Service type: Psychology

Finding the right counsellor is akin to building a trusting relationship. Here’s how to gauge compatibility:

Comfort: You should feel safe and comfortable sharing intimate details with your counsellor.

Understanding: A good counsellor listens without judgment, offers validation, and strives to understand your perspective.

Professionalism: They should maintain ethical standards, respect boundaries, and ensure confidentiality.

Approach: Their therapeutic approach and techniques should resonate with you and align with your goals.

Feedback: A good fit often means feeling challenged but supported. Your counsellor should provide constructive feedback that aids your growth.

Progress: Over time, you should feel some progress, even if it’s gradual. It might be worth reassessing the fit if you feel stagnant or more distressed consistently.

Addressing shame in therapy involves creating a safe, non-judgmental space where clients feel valued and understood. Therapists can use various techniques:

Validation: Assuring clients that their feelings are valid and they’re not alone in their experiences.

Exploration: Helping clients trace the origins of their shame, be it past traumas, family dynamics, or societal expectations.

Cognitive restructuring: Challenging and changing the distorted beliefs associated with shame.

Mindfulness and self-compassion exercises: These practices teach clients to treat themselves with kindness and remain present.

Exposure therapies: Gradually and safely exposing clients to shame triggers, helping them build resilience over time.

Dealing with embarrassment and regret requires a multi-pronged approach:

Acceptance: Recognize and accept your feelings without judgment. Everyone has moments they wish they could redo.

Apologize if necessary: If your actions harmed someone, genuine apologies can heal both parties.

Reframe the situation: Look for a lesson or a silver lining. These feelings can be growth opportunities.

Limit rumination: While it’s essential to process feelings, replicating an event can be detrimental. Set boundaries for yourself.

Seek support: Share your feelings with trusted friends, family, or professionals. External perspectives can offer solace and guidance.

Psychology provides tools and frameworks for understanding and addressing shame. Cognitive Behavioral Therapy (CBT), for instance, can help individuals recognize and challenge distorted beliefs that underlie feelings of guilt. Narrative therapy allows individuals to rewrite their personal stories, separating their identity from shameful experiences. Experiential therapies, such as Gestalt, allow individuals to relive and process moments of shame in a supportive setting. Through treatment, individuals can develop resilience and self-compassion, vital in combatting scandal.

Embarrassment and shame are deeply rooted emotional responses stemming from cultural, familial, or personal experiences. To overcome them:

Self-awareness: Recognize and label your feelings. Understand the difference between guilt (feeling wrong about a specific action) and shame (feeling bad about oneself).

Self-compassion: Treat yourself with the same kindness and understanding as you would a dear friend. Remember that everyone makes mistakes and has imperfections.

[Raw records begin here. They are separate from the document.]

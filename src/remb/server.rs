use std::collections::VecDeque;
use std::time::{Duration, Instant};

use crate::rate::RateCalculator;
use crate::rtp::Remb;

// One constant table for the multiplicative rate control.
const DECREASE_FACTOR: f64 = 0.85;
const INCREASE_FACTOR: f64 = 1.08;

// Packets whose send times lie within this window form one group.
const BURST_DELTA_MS: f64 = 5.0;

// Estimator process cadence.
const PROCESS_INTERVAL: Duration = Duration::from_millis(200);

// Over-use must persist this long before the estimate drops.
const OVERUSING_TIME_THRESHOLD_MS: f64 = 10.0;

// Sliding window of send-time deltas for the noise clamp.
const FRAME_PERIOD_HISTORY: usize = 60;

/// Receive-side bandwidth estimation from abs-send-time.
///
/// Packets are grouped by send time; inter-arrival deltas between groups
/// feed a Kalman filter estimating the queuing delay slope. A detector
/// turns the filtered offset into an over/under-use hypothesis, and a
/// multiplicative controller adapts the estimate, which is emitted as a
/// REMB packet listing the attached producer SSRCs.
#[derive(Debug)]
pub struct RembServer {
    estimator: OveruseEstimator,
    detector: OveruseDetector,
    current_group: Option<Group>,
    prev_group: Option<Group>,
    /// 24 bit abs-send-time unwrap state.
    last_abs_24: Option<u32>,
    abs_rollovers: u64,
    incoming_rate: RateCalculator,
    available_bitrate: Option<f64>,
    max_bitrate: Option<u32>,
    last_emitted: Option<u64>,
    next_process: Option<Instant>,
    ssrcs: Vec<u32>,
}

#[derive(Debug, Clone, Copy)]
struct Group {
    first_send_ms: f64,
    last_send_ms: f64,
    last_arrival: Instant,
    size: usize,
}

impl RembServer {
    pub fn new() -> RembServer {
        RembServer {
            estimator: OveruseEstimator::new(),
            detector: OveruseDetector::new(),
            current_group: None,
            prev_group: None,
            last_abs_24: None,
            abs_rollovers: 0,
            incoming_rate: RateCalculator::default(),
            available_bitrate: None,
            max_bitrate: None,
            last_emitted: None,
            next_process: None,
            ssrcs: Vec::new(),
        }
    }

    /// Clamp the estimate (transport.setMaxIncomingBitrate).
    pub fn set_max_bitrate(&mut self, bitrate: u32) {
        self.max_bitrate = Some(bitrate);
    }

    /// The SSRCs listed in emitted REMB packets.
    pub fn set_ssrcs(&mut self, ssrcs: Vec<u32>) {
        self.ssrcs = ssrcs;
    }

    /// Feed one incoming media packet carrying abs-send-time.
    pub fn incoming_packet(&mut self, now: Instant, abs_send_time_24: u32, size: usize) {
        self.incoming_rate.update(size, now);

        if self.next_process.is_none() {
            self.next_process = Some(now + PROCESS_INTERVAL);
        }

        let send_ms = self.unwrap_send_time_ms(abs_send_time_24);

        let belongs = match &self.current_group {
            None => false,
            Some(g) => send_ms - g.first_send_ms <= BURST_DELTA_MS,
        };

        if belongs {
            let g = self.current_group.as_mut().unwrap();
            g.last_send_ms = g.last_send_ms.max(send_ms);
            g.last_arrival = now;
            g.size += size;
            return;
        }

        // Group boundary: deltas between the two finished groups drive
        // the estimator.
        if let (Some(prev), Some(cur)) = (self.prev_group, self.current_group) {
            let ts_delta = cur.last_send_ms - prev.last_send_ms;
            let arrival_delta = cur
                .last_arrival
                .duration_since(prev.last_arrival)
                .as_secs_f64()
                * 1000.0;
            let size_delta = cur.size as i64 - prev.size as i64;

            if ts_delta > 0.0 {
                let now_ms = crate::util::epoch_millis(now);
                let hypothesis = self.detector.state();
                self.estimator
                    .update(arrival_delta, ts_delta, size_delta as i32, hypothesis);
                self.detector.detect(
                    self.estimator.offset(),
                    ts_delta,
                    self.estimator.num_of_deltas(),
                    now_ms,
                );
            }
        }

        self.prev_group = self.current_group;
        self.current_group = Some(Group {
            first_send_ms: send_ms,
            last_send_ms: send_ms,
            last_arrival: now,
            size,
        });
    }

    /// Next estimator process deadline.
    pub fn poll_timeout(&self) -> Option<Instant> {
        self.next_process
    }

    /// Run the periodic process. Returns a REMB to emit when the
    /// estimate changed.
    pub fn handle_timeout(&mut self, now: Instant) -> Option<Remb> {
        let next = self.next_process?;
        if now < next {
            return None;
        }
        self.next_process = Some(now + PROCESS_INTERVAL);

        let incoming = self.incoming_rate.rate(now) as f64;
        if incoming <= 0.0 {
            return None;
        }

        let current = self.available_bitrate.unwrap_or(incoming);

        let updated = match self.detector.state() {
            BandwidthUsage::Overusing => incoming.min(current) * DECREASE_FACTOR,
            BandwidthUsage::Normal => current * INCREASE_FACTOR,
            BandwidthUsage::Underusing => current,
        };

        let updated = match self.max_bitrate {
            Some(max) => updated.min(max as f64),
            None => updated,
        };

        self.available_bitrate = Some(updated);

        let as_u64 = updated as u64;
        if self.last_emitted == Some(as_u64) {
            return None;
        }
        self.last_emitted = Some(as_u64);

        Some(Remb {
            sender_ssrc: 0.into(),
            bitrate: updated as f32,
            ssrcs: self.ssrcs.clone(),
        })
    }

    /// The current estimate, when one exists.
    pub fn available_bitrate(&self) -> Option<u32> {
        self.available_bitrate.map(|b| b as u32)
    }

    // abs-send-time is 24 bits of 6.18 fixed point seconds, wrapping
    // every 64 seconds.
    fn unwrap_send_time_ms(&mut self, abs_24: u32) -> f64 {
        if let Some(last) = self.last_abs_24 {
            // Backwards more than half the range is a rollover.
            if abs_24 < last && last - abs_24 > (1 << 23) {
                self.abs_rollovers += 1;
            }
        }
        self.last_abs_24 = Some(abs_24);

        let total = self.abs_rollovers * (1 << 24) + abs_24 as u64;
        (total as f64) * 1000.0 / (1 << 18) as f64
    }
}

Reframing: Challenge and shift negative self-talk. Replace overly critical thoughts with more balanced and forgiving ones.

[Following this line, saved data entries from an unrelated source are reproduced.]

use crate::channel::{
    ConsumeData, MaxIncomingBitrateData, PreferredLayersData, ProduceData, Request, Response,
};
use crate::consumer::{Consumer, ConsumerEvent, ConsumerOptions};
use crate::listener::RtpListener;
use crate::producer::{Producer, ProducerOptions, RtpEncoding};
use crate::rate::RateCalculator;
use crate::remb::{RembClient, RembServer};
use crate::cc::{TccClient, TccServer};
use crate::rtp::{ExtensionMap, Pli, ReceiverReport, ReportList, Rtcp, RtpPacket, Ssrc};
use crate::util::Soonest;
use crate::{MediaKind, SfuError};

// RTCP interval bounds. The nominal interval shrinks with the sending
// rate: min(MAX, 360000 / kbps), jittered in [0.5, 1.5].
const RTCP_MAX_INTERVAL: Duration = Duration::from_millis(1000);

// A compound packet must fit the MTU after SRTCP overhead.
const RTCP_BUFFER_SIZE: usize = 1472;

// Default egress estimate until congestion feedback arrives.
const INITIAL_AVAILABLE_BITRATE: u32 = 600_000;

// setMaxIncomingBitrate clamps to at least this.
const MIN_INCOMING_BITRATE: u32 = 10_000;

/// Output drained from [`Transport::poll_output`].
#[derive(Debug, Clone, PartialEq, Eq)]
pub enum Output {
    /// A cleartext RTP packet to encrypt and send.
    Rtp(Vec<u8>),
    /// A cleartext RTCP packet to encrypt and send.
    Rtcp(Vec<u8>),
    /// A notification for the controller.
    Event(Event),
}

/// Notifications for the controller.
#[derive(Debug, Clone, PartialEq, Eq)]
pub enum Event {
    /// A producer stream's score changed.
    Score {
        producer_id: String,
        ssrc: u32,
        score: u8,
    },
    /// A consumer switched simulcast layer.
    LayersChanged { consumer_id: String, layer: u8 },
    /// A producer was paused via the control channel.
    ProducerPaused { producer_id: String },
    /// A producer was resumed via the control channel.
    ProducerResumed { producer_id: String },
    /// The producer of this consumer closed; the consumer is gone too.
    ConsumerProducerClosed { consumer_id: String },
    /// A producer closed.
    ProducerClosed { producer_id: String },
    /// A consumer closed.
    ConsumerClosed { consumer_id: String },
}

impl Event {
    /// The channel notification form of this event.
    pub fn to_notification(&self) -> crate::channel::Notification {
        use crate::channel::Notification;
        match self {
            Event::Score {
                producer_id,
                ssrc,
                score,
            } => Notification {
                target_id: producer_id.clone(),
                event: "score".into(),
                data: Some(json!({ "ssrc": ssrc, "score": score })),
            },
            Event::LayersChanged { consumer_id, layer } => Notification {
                target_id: consumer_id.clone(),
                event: "layerschange".into(),
                data: Some(json!({ "spatialLayer": layer })),
            },
            Event::ProducerPaused { producer_id } => Notification {
                target_id: producer_id.clone(),
                event: "producerpause".into(),
                data: None,
            },
            Event::ProducerResumed { producer_id } => Notification {
                target_id: producer_id.clone(),
                event: "producerresume".into(),
                data: None,
            },
            Event::ConsumerProducerClosed { consumer_id } => Notification {
                target_id: consumer_id.clone(),
                event: "producerclose".into(),
                data: None,
            },
            Event::ProducerClosed { producer_id } => Notification {
                target_id: producer_id.clone(),
                event: "close".into(),
                data: None,
            },
            Event::ConsumerClosed { consumer_id } => Notification {
                target_id: consumer_id.clone(),
                event: "close".into(),
                data: None,
            },
        }
    }
}

/// Snapshot of transport-level throughput.
#[allow(missing_docs)]
#[derive(Debug, Clone, serde::Serialize, serde::Deserialize)]
#[serde(rename_all = "camelCase")]
pub struct TransportStats {
    pub recv_bitrate: u32,
    pub send_bitrate: u32,
    pub producers: usize,
    pub consumers: usize,
}

/// A media transport: one peer connection worth of producers and
/// consumers, with the RTCP loops and congestion control tying them
/// together.
///
/// See the crate documentation for the sans-IO driving contract.
#[derive(Debug)]
pub struct Transport {
    id: String,
    cname: String,
    producers: HashMap<String, Producer>,
    consumers: HashMap<String, Consumer>,
    map_ssrc_consumer: HashMap<Ssrc, String>,
    listener: RtpListener,
    /// Union of the extension ids declared by attached producers.
    ext_ids: ExtensionMap,
    recv_rate: RateCalculator,
    send_rate: RateCalculator,
    rtcp_next: Option<Instant>,
    remb_server: RembServer,
    remb_client: RembClient,
    tcc_server: TccServer,
    tcc_client: TccClient,
    outputs: VecDeque<Output>,
    connected: bool,
}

Open dialogue: Talk about your feelings with trusted individuals. Sharing can lessen the weight of embarrassment or shame and provide a new perspective.

Seek professional help: A therapist or counsellor can offer coping techniques and a safe space to explore these feelings.

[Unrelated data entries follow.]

impl RtcpPacket for Rtcp {
    fn header(&self) -> RtcpHeader {
        match self {
            Rtcp::SenderReport(v) => v.header(),
            Rtcp::ReceiverReport(v) => v.header(),
            Rtcp::SourceDescription(v) => v.header(),
            Rtcp::Goodbye(v) => v.header(),
            Rtcp::Nack(v) => v.header(),
            Rtcp::Pli(v) => v.header(),
            Rtcp::Fir(v) => v.header(),
            Rtcp::TransportFeedback(v) => v.header(),
            Rtcp::Remb(v) => v.header(),
        }
    }

    fn length_words(&self) -> usize {
        match self {
            Rtcp::SenderReport(v) => v.length_words(),
            Rtcp::ReceiverReport(v) => v.length_words(),
            Rtcp::SourceDescription(v) => v.length_words(),
            Rtcp::Goodbye(v) => v.length_words(),
            Rtcp::Nack(v) => v.length_words(),
            Rtcp::Pli(v) => v.length_words(),
            Rtcp::Fir(v) => v.length_words(),
            Rtcp::TransportFeedback(v) => v.length_words(),
            Rtcp::Remb(v) => v.length_words(),
        }
    }

    fn write_to(&self, buf: &mut [u8]) -> usize {
        match self {
            Rtcp::SenderReport(v) => v.write_to(buf),
            Rtcp::ReceiverReport(v) => v.write_to(buf),
            Rtcp::SourceDescription(v) => v.write_to(buf),
            Rtcp::Goodbye(v) => v.write_to(buf),
            Rtcp::Nack(v) => v.write_to(buf),
            Rtcp::Pli(v) => v.write_to(buf),
            Rtcp::Fir(v) => v.write_to(buf),
            Rtcp::TransportFeedback(v) => v.write_to(buf),
            Rtcp::Remb(v) => v.write_to(buf),
        }
    }
}

impl<'a> TryFrom<&'a [u8]> for Rtcp {
    type Error = &'static str;

    fn try_from(buf: &'a [u8]) -> Result<Self, Self::Error> {
        let header: RtcpHeader = buf.try_into()?;

        // Sub-parsers consume until buffer exhaustion. Padding is removed
        // by the caller.
        let buf = &buf[4..];

        Ok(match header.rtcp_type() {
            RtcpType::SenderReport => Rtcp::SenderReport(buf.try_into()?),
            RtcpType::ReceiverReport => Rtcp::ReceiverReport(buf.try_into()?),
            RtcpType::SourceDescription => Rtcp::SourceDescription(buf.try_into()?),
            RtcpType::Goodbye => Rtcp::Goodbye((header.count(), buf).try_into()?),
            RtcpType::ApplicationDefined => return Err("Ignore RTCP type: ApplicationDefined"),
            RtcpType::ExtendedReport => return Err("Ignore RTCP type: ExtendedReport"),
            RtcpType::TransportLayerFeedback => {
                let FeedbackMessageType::TransportFeedback(fmt) = header.feedback_message_type()
                else {
                    return Err("Expected TransportFeedback fmt");
                };

                match fmt {
                    TransportType::Nack => Rtcp::Nack(buf.try_into()?),
                    TransportType::TransportWide => Rtcp::TransportFeedback(buf.try_into()?),
                }
            }
            RtcpType::PayloadSpecificFeedback => {
                let FeedbackMessageType::PayloadFeedback(fmt) = header.feedback_message_type()
                else {
                    return Err("Expected PayloadFeedback fmt");
                };

                match fmt {
                    PayloadType::PictureLossIndication => Rtcp::Pli(buf.try_into()?),
                    PayloadType::FullIntraRequest => Rtcp::Fir(buf.try_into()?),
                    PayloadType::ApplicationLayer => Rtcp::Remb(buf.try_into()?),
                    PayloadType::SliceLossIndication => return Err("Ignore PSFB fmt: SLI"),
                    PayloadType::ReferencePictureSelectionIndication => {
                        return Err("Ignore PSFB fmt: RPSI")
                    }
                }
            }
        })
    }
}

impl list::WordSized for Ssrc {
    fn word_size(&self) -> usize {
        1
    }
}

/// Pad up to the next word (4 byte) boundary.
fn pad_bytes_to_word(n: usize) -> usize {
    let pad = 4 - n % 4;
    if pad == 4 {
        n
    } else {
        n + pad
    }
}

#[cfg(test)]
mod test {
    use super::*;

    fn report(ssrc: u32) -> ReceptionReport {
        ReceptionReport {
            ssrc: ssrc.into(),
            fraction_lost: 3,
            packets_lost: 1234,
            max_seq: 4000,
            jitter: 5,
            last_sr_time: 12,
            last_sr_delay: 1,
        }
    }

    fn sr(ssrc: u32) -> Rtcp {
        Rtcp::SenderReport(SenderReport {
            sender_info: SenderInfo {
                ssrc: ssrc.into(),
                ntp_time: 0x0001_0002_0003_0004,
                rtp_time: 4_000,
                sender_packet_count: 5,
                sender_octet_count: 6,
            },
            reports: report(2).into(),
        })
    }

    fn rr(ssrc: u32) -> Rtcp {
        Rtcp::ReceiverReport(ReceiverReport {
            sender_ssrc: 42.into(),
            reports: report(ssrc).into(),
        })
    }

    #[test]
    fn pack_rr_into_sr() {
        let mut queue = VecDeque::new();
        queue.push_back(rr(3));
        queue.push_back(rr(4));
        queue.push_back(rr(5));
        queue.push_back(sr(1)); // sorted to front

        Rtcp::pack(&mut queue, 350);

        assert_eq!(queue.len(), 1);

        let Rtcp::SenderReport(sr) = queue.pop_front().unwrap() else {
            panic!("Expected SenderReport");
        };

        assert_eq!(sr.reports.len(), 4);
        let mut iter = sr.reports.iter();
        assert_eq!(iter.next().unwrap(), &report(2));
        assert_eq!(iter.next().unwrap(), &report(3));
        assert_eq!(iter.next().unwrap(), &report(4));
        assert_eq!(iter.next().unwrap(), &report(5));
    }

    #[test]
    fn pack_4_rr() {
        let mut queue = VecDeque::new();
        for i in 1..=4 {
            queue.push_back(rr(i));
        }

        Rtcp::pack(&mut queue, 350);

        assert_eq!(queue.len(), 1);

        let Rtcp::ReceiverReport(rr) = queue.pop_front().unwrap() else {
            panic!("Expected ReceiverReport");
        };

        assert_eq!(rr.reports.len(), 4);
    }

    #[test]
    fn compound_roundtrip_sr_rr_sdes() {
        let mut feedback = VecDeque::new();
        feedback.push_back(sr(1));
        feedback.push_back(rr(3));
        feedback.push_back(Rtcp::SourceDescription(Descriptions::cname(
            1.into(),
            "test-cname",
        )));

        let mut compare = feedback.clone();

        let mut buf = vec![0u8; 1360];
        let n = Rtcp::write_packet(&mut feedback, &mut buf);
        buf.truncate(n);

        let mut parsed = VecDeque::new();
        Rtcp::read_packet(&buf, &mut parsed);

        Rtcp::pack(&mut compare, 340);
        assert_eq!(parsed, compare);
    }

    #[test]
    fn twcc_serialized_with_padding_bit() {
        let mut queue = VecDeque::new();
        let mut twcc = TransportFeedback::new();
        twcc.sender_ssrc = 1.into();
        twcc.base_seq = 82;
        twcc.status_count = 3;
        twcc.reference_time_ms = 25 * 64;
        twcc.feedback_count = 17;
        twcc.chunks
            .push_back(PacketChunk::RunLength(PacketStatus::SmallDelta, 3));
        twcc.deltas.push_back(0x7c);
        twcc.deltas.push_back(0x93);
        twcc.deltas.push_back(0x84);
        queue.push_back(Rtcp::TransportFeedback(twcc));

        let mut buf = vec![0u8; 1500];
        let n = Rtcp::write_packet(&mut queue, &mut buf);
        buf.truncate(n);

        assert_eq!(
            &buf,
            &[
                0xaf, 0xcd, 0x00, 0x06, // header with padding bit
                0x00, 0x00, 0x00, 0x01, // sender SSRC
                0x00, 0x00, 0x00, 0x00, // media SSRC
                0x00, 0x52, // base seq
                0x00, 0x03, // status count
                0x00, 0x00, 0x19, // reference time
                0x11, // feedback count
                0x20, 0x03, // run of 3
                0x7c, 0x93, 0x84, // three small deltas
                0x00, 0x00, 0x03 // padding
            ]
        );

        // And it parses back.
        let mut parsed = VecDeque::new();
        Rtcp::read_packet(&buf, &mut parsed);
        assert_eq!(parsed.len(), 1);
        let Rtcp::TransportFeedback(fb) = parsed.pop_front().unwrap() else {
            panic!("Expected TransportFeedback");
        };
        assert_eq!(fb.base_seq, 82);
        assert_eq!(fb.status_count, 3);
        assert_eq!(fb.deltas, [0x7c, 0x93, 0x84]);
    }

    #[test]
    fn fuzz_failures_do_not_panic() {
        const TESTS: &[&[u8]] = &[
            &[133, 201, 0, 0],
            &[191, 202, 54, 74],
            &[166, 202, 0, 2, 218, 54, 214, 222, 160, 2, 146, 0, 251],
            &[
                143, 205, 0, 8, 143, 93, 208, 93, 201, 4, 131, 131, 131, 3, 0, 143, 1, 143, 0, 143,
                0, 80, 143, 231, 231, 0, 143, 181, 202, 0, 143, 236, 242, 0, 238, 21,
            ],
        ];

        let mut parsed = VecDeque::new();
        for t in TESTS {
            parsed.clear();
            Rtcp::read_packet(t, &mut parsed);
        }
    }
}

Absolutely, you should tell my therapist they have upset you. Open communication is crucial in the therapeutic relationship. If something your therapist said or did upset you, it’s beneficial for both of you to discuss it. Addressing such feelings can provide insight into your triggers, boundaries, or past experiences. For the therapist, this feedback is invaluable, allowing them to adjust their approach or clarify any misunderstandings. Remember, therapy is a collaborative process, and your feelings, including those about the therapy itself, are an integral part of the journey.